Sketches of Saigon, Ho Chi Minh City, Vietnam

Sketches of Saigon: 5 Scenes

First published March 2019 | Words and photos by Vietnam Coracle

This post was last updated 5 years ago. Please check the comments section for possible updates, or read more on my Updates & Accuracy page.

INTRODUCTION | SKETCHES | MAP | RELATED POSTS

Over the course of a week, I sat for half an hour at five random locations in Saigon, and described the scenes in short, impressionistic sketches, in the hope of capturing something of the spirit of the city.

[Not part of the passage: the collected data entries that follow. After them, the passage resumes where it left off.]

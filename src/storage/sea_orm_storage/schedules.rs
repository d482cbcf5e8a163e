//! 课程表存储操作

use super::SeaOrmStorage;
use crate::entity::schedules::{ActiveModel, Column, Entity as Schedules};
use crate::errors::{ClassroomError, Result};
use crate::models::schedules::{CreateScheduleRequest, Schedule};
use sea_orm::{
    ActiveModelTrait, ColumnTrait, EntityTrait, QueryFilter, QueryOrder, QuerySelect, Set,
};

impl SeaOrmStorage {
    /// 列出课程表，可按星期筛选
    pub async fn list_schedules_impl(
        &self,
        teacher_id: i64,
        day_of_week: Option<i32>,
    ) -> Result<Vec<Schedule>> {
        let mut select = Schedules::find().filter(Column::TeacherId.eq(teacher_id));
        if let Some(day) = day_of_week {
            select = select.filter(Column::DayOfWeek.eq(day));
        }

        let slots = select
            .order_by_asc(Column::DayOfWeek)
            .order_by_asc(Column::StartTime)
            .all(&self.db)
            .await
            .map_err(|e| ClassroomError::database_operation(format!("查询课程表失败: {e}")))?;

        Ok(slots.into_iter().map(|m| m.into_schedule()).collect())
    }

    /// 新增课程表时段
    pub async fn create_schedule_impl(
        &self,
        teacher_id: i64,
        req: CreateScheduleRequest,
    ) -> Result<Schedule> {
        let model = ActiveModel {
            teacher_id: Set(teacher_id),
            day_of_week: Set(req.day_of_week),
            subject: Set(req.subject),
            class: Set(req.class),
            start_time: Set(req.start_time),
            end_time: Set(req.end_time),
            room: Set(req.room),
            created_at: Set(chrono::Utc::now().timestamp()),
            ..Default::default()
        };

        let result = model
            .insert(&self.db)
            .await
            .map_err(|e| ClassroomError::database_operation(format!("创建课程表失败: {e}")))?;

        Ok(result.into_schedule())
    }

    /// 删除课程表时段
    pub async fn delete_schedule_impl(&self, teacher_id: i64, schedule_id: i64) -> Result<bool> {
        let result = Schedules::delete_many()
            .filter(Column::Id.eq(schedule_id))
            .filter(Column::TeacherId.eq(teacher_id))
            .exec(&self.db)
            .await
            .map_err(|e| ClassroomError::database_operation(format!("删除课程表失败: {e}")))?;

        Ok(result.rows_affected > 0)
    }

    /// 课程表中的科目
    pub async fn list_schedule_subjects_impl(&self, teacher_id: i64) -> Result<Vec<String>> {
        Schedules::find()
            .select_only()
            .column(Column::Subject)
            .distinct()
            .filter(Column::TeacherId.eq(teacher_id))
            .order_by_asc(Column::Subject)
            .into_tuple::<String>()
            .all(&self.db)
            .await
            .map_err(|e| ClassroomError::database_operation(format!("查询课程表科目失败: {e}")))
    }
}
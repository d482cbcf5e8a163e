//! 教师实体

use sea_orm::entity::prelude::*;

#[derive(Clone, Debug, PartialEq, DeriveEntityModel)]
#[sea_orm(table_name = "teachers")]
pub struct Model {
    #[sea_orm(primary_key)]
    pub id: i64,
    #[sea_orm(unique)]
    pub email: String,
    pub password_hash: String,
    pub full_name: String,
    pub school_name: Option<String>,
    pub last_login: Option<i64>,
    pub created_at: i64,
    pub updated_at: i64,
}

#[derive(Copy, Clone, Debug, EnumIter, DeriveRelation)]
pub enum Relation {
    #[sea_orm(has_many = "super::students::Entity")]
    Students,
    #[sea_orm(has_many = "super::schedules::Entity")]
    Schedules,
    #[sea_orm(has_many = "super::subjects::Entity")]
    Subjects,
}

impl Related<super::students::Entity> for Entity {
    fn to() -> RelationDef {
        Relation::Students.def()
    }
}

impl Related<super::schedules::Entity> for Entity {
    fn to() -> RelationDef {
        Relation::Schedules.def()
    }
}

impl Related<super::subjects::Entity> for Entity {
    fn to() -> RelationDef {
        Relation::Subjects.def()
    }
}

impl ActiveModelBehavior for ActiveModel {}

// 从数据库模型转换为业务模型
impl Model {
    pub fn into_teacher(self) -> crate::models::teachers::Teacher {
        use super::timestamp_to_datetime;

        crate::models::teachers::Teacher {
            id: self.id,
            email: self.email,
            password_hash: self.password_hash,
            full_name: self.full_name,
            school_name: self.school_name,
            last_login: self.last_login.map(timestamp_to_datetime),
            created_at: timestamp_to_datetime(self.created_at),
            updated_at: timestamp_to_datetime(self.updated_at),
        }
    }
}
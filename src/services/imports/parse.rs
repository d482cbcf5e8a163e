//! CSV 解析：表头规范化后按列名取值

use std::collections::HashMap;
use std::io::Cursor;

use tracing::warn;

use crate::models::imports::RawImportRow;

const UTF8_BOM: &[u8] = b"\xEF\xBB\xBF";

/// 表头规范化：去首尾空白、转小写、内部空白替换为下划线
pub fn normalize_header(raw: &str) -> String {
    raw.split_whitespace()
        .collect::<Vec<_>>()
        .join("_")
        .to_lowercase()
}

/// 解析上传的 CSV
///
/// 无法解析的文件返回空列表，只记录警告。
pub fn parse_rows(data: &[u8]) -> Vec<RawImportRow> {
    match try_parse_rows(data) {
        Ok(rows) => rows,
        Err(e) => {
            warn!("Failed to parse import file, treating it as empty: {}", e);
            Vec::new()
        }
    }
}

fn try_parse_rows(data: &[u8]) -> Result<Vec<RawImportRow>, csv::Error> {
    let data = data.strip_prefix(UTF8_BOM).unwrap_or(data);
    let mut rdr = csv::ReaderBuilder::new()
        .has_headers(true)
        .flexible(true)
        .from_reader(Cursor::new(data));

    let header_map: HashMap<String, usize> = rdr
        .headers()?
        .iter()
        .enumerate()
        .map(|(i, h)| (normalize_header(h), i))
        .collect();

    let column = |name: &str| header_map.get(name).copied();
    let nisn_idx = column("nisn");
    let name_idx = column("name");
    let class_idx = column("class");
    let gender_idx = column("gender");

    let mut rows = Vec::new();
    for result in rdr.records() {
        let record = result?;
        let get = |idx: Option<usize>| {
            idx.and_then(|i| record.get(i))
                .unwrap_or_default()
                .to_string()
        };
        rows.push(RawImportRow {
            nisn: get(nisn_idx),
            name: get(name_idx),
            class: get(class_idx),
            gender: get(gender_idx),
        });
    }

    Ok(rows)
}

#[cfg(test)]
mod tests {
    use super::*;

    #[test]
    fn test_normalize_header() {
        assert_eq!(normalize_header(" NISN "), "nisn");
        assert_eq!(normalize_header("Student   Name"), "student_name");
        assert_eq!(normalize_header("Class"), "class");
    }

    #[test]
    fn test_parse_rows_basic() {
        let rows = parse_rows(b"nisn,name,class,gender\n001,Ani,7A,L\n,Budi,7A,x\n");
        assert_eq!(rows.len(), 2);
        assert_eq!(
            rows[0],
            RawImportRow {
                nisn: "001".into(),
                name: "Ani".into(),
                class: "7A".into(),
                gender: "L".into(),
            }
        );
        assert_eq!(rows[1].nisn, "");
        assert_eq!(rows[1].gender, "x");
    }

    #[test]
    fn test_parse_rows_headers_normalized_and_unknown_ignored() {
        let data = "\u{feff} Name ,CLASS,Gender,Phone Number\nAni,7A,p,0812\n";
        let rows = parse_rows(data.as_bytes());
        assert_eq!(rows.len(), 1);
        assert_eq!(rows[0].name, "Ani");
        assert_eq!(rows[0].class, "7A");
        assert_eq!(rows[0].gender, "p");
        // 缺失列读作空字符串
        assert_eq!(rows[0].nisn, "");
    }

    #[test]
    fn test_parse_rows_skips_empty_lines() {
        let rows = parse_rows(b"nisn,name,class,gender\n\n001,Ani,7A,L\n\n002,Budi,7B,L\n");
        assert_eq!(rows.len(), 2);
        assert_eq!(rows[1].name, "Budi");
    }

    #[test]
    fn test_parse_rows_short_record() {
        let rows = parse_rows(b"nisn,name,class,gender\n001,Ani\n");
        assert_eq!(rows.len(), 1);
        assert_eq!(rows[0].class, "");
        assert_eq!(rows[0].gender, "");
    }

    #[test]
    fn test_parse_rows_malformed_yields_nothing() {
        assert!(parse_rows(b"nisn,name,class,gender\n001,\xff\xfe,7A,L\n").is_empty());
        assert!(parse_rows(b"").is_empty());
    }
}
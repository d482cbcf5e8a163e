use serde::Serialize;
use ts_rs::TS;

use super::{ImportJobStatus, ImportPlan, ImportTally, InvalidRow, ValidRow};

// 导入预览
#[derive(Debug, Clone, Serialize, TS)]
#[ts(export, export_to = "../frontend/src/types/generated/import.ts")]
pub struct ImportPreviewResponse {
    pub valid: Vec<ValidRow>,
    pub invalid: Vec<InvalidRow>,
    pub plan: ImportPlan,
    /// 文件内重复的 NISN，写入时所在批次会失败
    pub duplicate_nisns: Vec<String>,
}

#[derive(Debug, Clone, Serialize, TS)]
#[ts(export, export_to = "../frontend/src/types/generated/import.ts")]
pub struct StartImportResponse {
    pub job_id: String,
    pub plan: ImportPlan,
    /// 被跳过的无效行
    pub invalid: Vec<InvalidRow>,
    pub duplicate_nisns: Vec<String>,
}

#[derive(Debug, Clone, Serialize, TS)]
#[ts(export, export_to = "../frontend/src/types/generated/import.ts")]
pub struct ImportProgressResponse {
    pub job_id: String,
    pub status: ImportJobStatus,
    pub plan: ImportPlan,
    pub tally: ImportTally,
    pub started_at: chrono::DateTime<chrono::Utc>,
    pub finished_at: Option<chrono::DateTime<chrono::Utc>>,
}
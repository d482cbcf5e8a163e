//! 学生行为记录

use actix_web::{HttpRequest, HttpResponse, Result as ActixResult};
use std::sync::Arc;
use tracing::info;

use crate::models::behavior::{BehaviorListQuery, BehaviorListResponse, CreateBehaviorRequest};
use crate::models::{ApiResponse, ErrorCode};
use crate::storage::Storage;

use super::{current_teacher_id, error_response};

pub struct BehaviorService {
    storage: Option<Arc<dyn Storage>>,
}

impl BehaviorService {
    pub fn new_lazy() -> Self {
        Self { storage: None }
    }

    pub(crate) fn get_storage(&self, request: &HttpRequest) -> Arc<dyn Storage> {
        match &self.storage {
            Some(storage) => storage.clone(),
            None => super::storage_from_request(request),
        }
    }

    // 按日期倒序列出
    pub async fn list_logs(
        &self,
        request: &HttpRequest,
        query: BehaviorListQuery,
    ) -> ActixResult<HttpResponse> {
        let teacher_id = match current_teacher_id(request) {
            Ok(id) => id,
            Err(response) => return Ok(response),
        };
        let storage = self.get_storage(request);

        match storage.list_behavior_logs(teacher_id, query).await {
            Ok(items) => Ok(HttpResponse::Ok().json(ApiResponse::success(
                BehaviorListResponse { items },
                "Behavior logs retrieved successfully",
            ))),
            Err(e) => Ok(error_response(&e, ErrorCode::InternalServerError)),
        }
    }

    pub async fn create_log(
        &self,
        request: &HttpRequest,
        mut create_request: CreateBehaviorRequest,
    ) -> ActixResult<HttpResponse> {
        let teacher_id = match current_teacher_id(request) {
            Ok(id) => id,
            Err(response) => return Ok(response),
        };

        create_request.description = create_request.description.trim().to_string();
        if create_request.description.is_empty() {
            return Ok(HttpResponse::BadRequest().json(ApiResponse::error_empty(
                ErrorCode::BehaviorLogInvalid,
                "Description cannot be empty",
            )));
        }

        let storage = self.get_storage(request);

        // 只能为自己的学生记录
        match storage
            .get_student_by_id(teacher_id, create_request.student_id)
            .await
        {
            Ok(Some(_)) => {}
            Ok(None) => {
                return Ok(HttpResponse::NotFound().json(ApiResponse::error_empty(
                    ErrorCode::StudentNotFound,
                    "Student not found",
                )));
            }
            Err(e) => return Ok(error_response(&e, ErrorCode::InternalServerError)),
        }

        match storage.create_behavior_log(create_request).await {
            Ok(log) => {
                info!(
                    "Teacher {} logged {} behavior for student {}",
                    teacher_id, log.kind, log.student_id
                );
                Ok(HttpResponse::Created().json(ApiResponse::success(
                    log,
                    "Behavior log created successfully",
                )))
            }
            Err(e) => Ok(error_response(&e, ErrorCode::InternalServerError)),
        }
    }

    pub async fn delete_log(&self, request: &HttpRequest, log_id: i64) -> ActixResult<HttpResponse> {
        let teacher_id = match current_teacher_id(request) {
            Ok(id) => id,
            Err(response) => return Ok(response),
        };
        let storage = self.get_storage(request);

        match storage.delete_behavior_log(teacher_id, log_id).await {
            Ok(true) => Ok(HttpResponse::Ok()
                .json(ApiResponse::success_empty("Behavior log deleted successfully"))),
            Ok(false) => Ok(HttpResponse::NotFound().json(ApiResponse::error_empty(
                ErrorCode::BehaviorLogNotFound,
                "Behavior log not found",
            ))),
            Err(e) => Ok(error_response(&e, ErrorCode::InternalServerError)),
        }
    }
}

All five of the places and times in these sketches are mundane and day-to-day. Yet, in a very Saigon way, they’re all special; and they all hold, somewhere within them, the reasons why I’ve chosen to live in this city for more than a decade. Because, for me, Saigon isn’t defined by the typical ‘sights’ and ‘attractions’: it’s about the minutiae and the moments, the ambiance and the mood, the life and the food, the pulse and the personality, the unseen and the underrated. There’s no checklist for Saigon: better to dive in, soak it up, sense it, live it. Saigon is a city that leaves it all hanging out: uninhibited, gregarious, and irrepressible. Nothing hides – not the beauty nor the horror – it’s all laid bare in the tropical heat, light, sun, and rain. Everything that’s repulsive and magnetic about this city is there for you to experience. These five, sensory collages are written in a similar vein: on the spot, in the moment, in the open, and largely unedited.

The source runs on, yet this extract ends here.